Wood, who worked in the sheriff’s office for two decades before his election, confirmed the alleged rape prompted his department to finally update its equipment to keep tabs on undercover deals as they unfold. they happen.

“It changed everything, the way we do business,” Wood said. “The technology has seen incredible growth. There are things we can do to keep people safe.

Experts who reviewed AP’s case noted that the technology to monitor undercover transactions has been around for generations and should have been used to protect the woman in this case. The safety of the confidential informant is paramount, they said, overriding evidence collection or any other objective of the operation.

“I see this as huge nonsense,” said Michael Levine, a former US Drug Enforcement Administration agent who worked undercover for years and now testifies as an expert in police procedures. Deputies, he said, should have “never in a million years” sent the informant into such a high-risk environment without being able to monitor the operation. “They are cowards.”

David Redemann, a longtime Seattle police officer who now leads training on such stings, said the case highlights the wide disparities in law enforcement’s undercover playbook, from many agencies lack the resources to properly train agents or monitor informants’ drug purchases.

“We do this 10,000 times a day across the country, and not everyone has transmission equipment,” Redemann said. “Is it tragic as hell? Absolutely. We have to learn from what happened here.

Law enforcement’s use of confidential informants is akin to a black market in which “deals are done under the table and often without papers,” said Alexandra Natapoff, a Harvard law professor and expert in matter of informants.

Not only are informants treated like disposable pawns, she said, but qualified immunity has made it very difficult to prosecute police when things go off the rails.

“For reasons of common sense and humanity, the police should take obvious and simple precautions to protect their informants,” Natapoff said, “but no law requires them to do so.”

With few exceptions, states have been slow to track or regulate law enforcement’s use of informants, even in the wake of high-profile oversights. In 2009, Florida lawmakers passed Rachel’s Law, the nation’s first comprehensive legislation governing the use of informants, after the shooting death of 23-year-old Rachel Hoffman in connection with a drug sting under cover for Tallahassee Police. Among other things, the law requires police to consider the “risk of physical harm” to the informant.

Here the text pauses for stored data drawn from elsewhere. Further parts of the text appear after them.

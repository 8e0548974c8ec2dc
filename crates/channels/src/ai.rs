//! Generative-AI provider channel.

use async_trait::async_trait;
use serde::{Deserialize, Serialize};
use std::time::Duration;

use crate::error::ChannelError;
use crate::quota::QuotaLimiter;

/// Text generation against a hosted model.
///
/// `context` carries the execution's working memory so providers that accept
/// grounding data can use it; providers that don't may ignore it.
#[async_trait]
pub trait AiProvider: Send + Sync {
    async fn generate(
        &self,
        prompt: &str,
        context: &serde_json::Value,
    ) -> Result<String, ChannelError>;

    /// Provider label recorded into the execution context log.
    fn service_name(&self) -> &str;
}

#[derive(Debug, Serialize)]
struct GenerateRequest<'a> {
    model: &'a str,
    prompt: &'a str,
    context: &'a serde_json::Value,
}

#[derive(Debug, Deserialize)]
struct GenerateResponse {
    text: String,
}

/// AI provider backed by a hosted HTTP generation API, bounded by a
/// sliding-window request quota.
pub struct HttpAiProvider {
    client: reqwest::Client,
    endpoint: String,
    api_key: String,
    model: String,
    quota: QuotaLimiter,
}

impl HttpAiProvider {
    pub fn new(
        endpoint: impl Into<String>,
        api_key: impl Into<String>,
        model: impl Into<String>,
        quota: QuotaLimiter,
    ) -> Self {
        let client = reqwest::Client::builder()
            .timeout(Duration::from_secs(60))
            .build()
            .unwrap_or_default();

        Self {
            client,
            endpoint: endpoint.into(),
            api_key: api_key.into(),
            model: model.into(),
            quota,
        }
    }
}

#[async_trait]
impl AiProvider for HttpAiProvider {
    async fn generate(
        &self,
        prompt: &str,
        context: &serde_json::Value,
    ) -> Result<String, ChannelError> {
        // Quota exhaustion surfaces as a retryable failure, not a step failure.
        self.quota.try_acquire()?;

        let request = GenerateRequest {
            model: &self.model,
            prompt,
            context,
        };

        let response = self
            .client
            .post(&self.endpoint)
            .bearer_auth(&self.api_key)
            .json(&request)
            .send()
            .await?;

        let status = response.status();
        if status.as_u16() == 429 {
            return Err(ChannelError::QuotaExceeded {
                limit: 0,
                window_secs: 0,
            });
        }
        if !status.is_success() {
            let body = response.text().await.unwrap_or_default();
            return Err(ChannelError::Http(format!(
                "AI provider returned {}: {}",
                status, body
            )));
        }

        let parsed: GenerateResponse = response.json().await?;

        tracing::debug!(model = %self.model, prompt_len = prompt.len(), "Generation completed");
        Ok(parsed.text)
    }

    fn service_name(&self) -> &str {
        &self.model
    }
}

#[cfg(test)]
mod tests {
    use super::*;

    struct CannedProvider;

    #[async_trait]
    impl AiProvider for CannedProvider {
        async fn generate(
            &self,
            prompt: &str,
            _context: &serde_json::Value,
        ) -> Result<String, ChannelError> {
            Ok(format!("echo: {}", prompt))
        }

        fn service_name(&self) -> &str {
            "canned"
        }
    }

    #[tokio::test]
    async fn test_provider_trait_object() {
        let provider: Box<dyn AiProvider> = Box::new(CannedProvider);
        let text = provider
            .generate("hello", &serde_json::json!({}))
            .await
            .unwrap();
        assert_eq!(text, "echo: hello");
        assert_eq!(provider.service_name(), "canned");
    }

    #[test]
    fn test_generate_request_serialization() {
        let context = serde_json::json!({"tone": "friendly"});
        let request = GenerateRequest {
            model: "text-large",
            prompt: "Write a subject line",
            context: &context,
        };

        let json = serde_json::to_string(&request).unwrap();
        assert!(json.contains("text-large"));
        assert!(json.contains("subject line"));
    }
}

None of the deputies who organized the Louisiana undercover purchase have been disciplined, the sheriff said, and no other law enforcement agencies have been asked to review the handling of the case. A spokesperson for the Alexandria Police Department said the agency was not made aware of the sexual assault, even though it allegedly occurred in the city and the suspect Jones has an extensive criminal history dating back to 1992, including convictions in neighboring Mississippi for robbery, car thefts, aggravated assault and drug distribution.

Jones is due on trial Oct. 17, after declining a plea offer from prosecutors. His attorney declined to comment.

Last month, as AP reported the story, prosecutors without explanation reduced Jones’ charges from second-degree forcible rape to third-degree rape, or simple rape, dramatically reducing the time he could spend behind bars s he was found guilty.

Prosecutors did not respond to requests for comment on why the charges were reduced or why the informant was charged with drug-related crimes even after her cooperation in the ill-fated sting.

Weeks before the charges were dropped, Rapides Parish District Attorney Phillip Terrell defended deputies’ handling of the case, telling AP “there is nothing in my file to indicate that the forces of the order have done something wrong”. The prospect of an informant being attacked “didn’t cross their minds,” the district attorney said, adding that he was “sure they wished it hadn’t happened.”

“They never thought about it, and if they had known it was happening, they definitely would have stopped it,” Terrell said. “One of their big concerns now is the safety of the confidential informant.”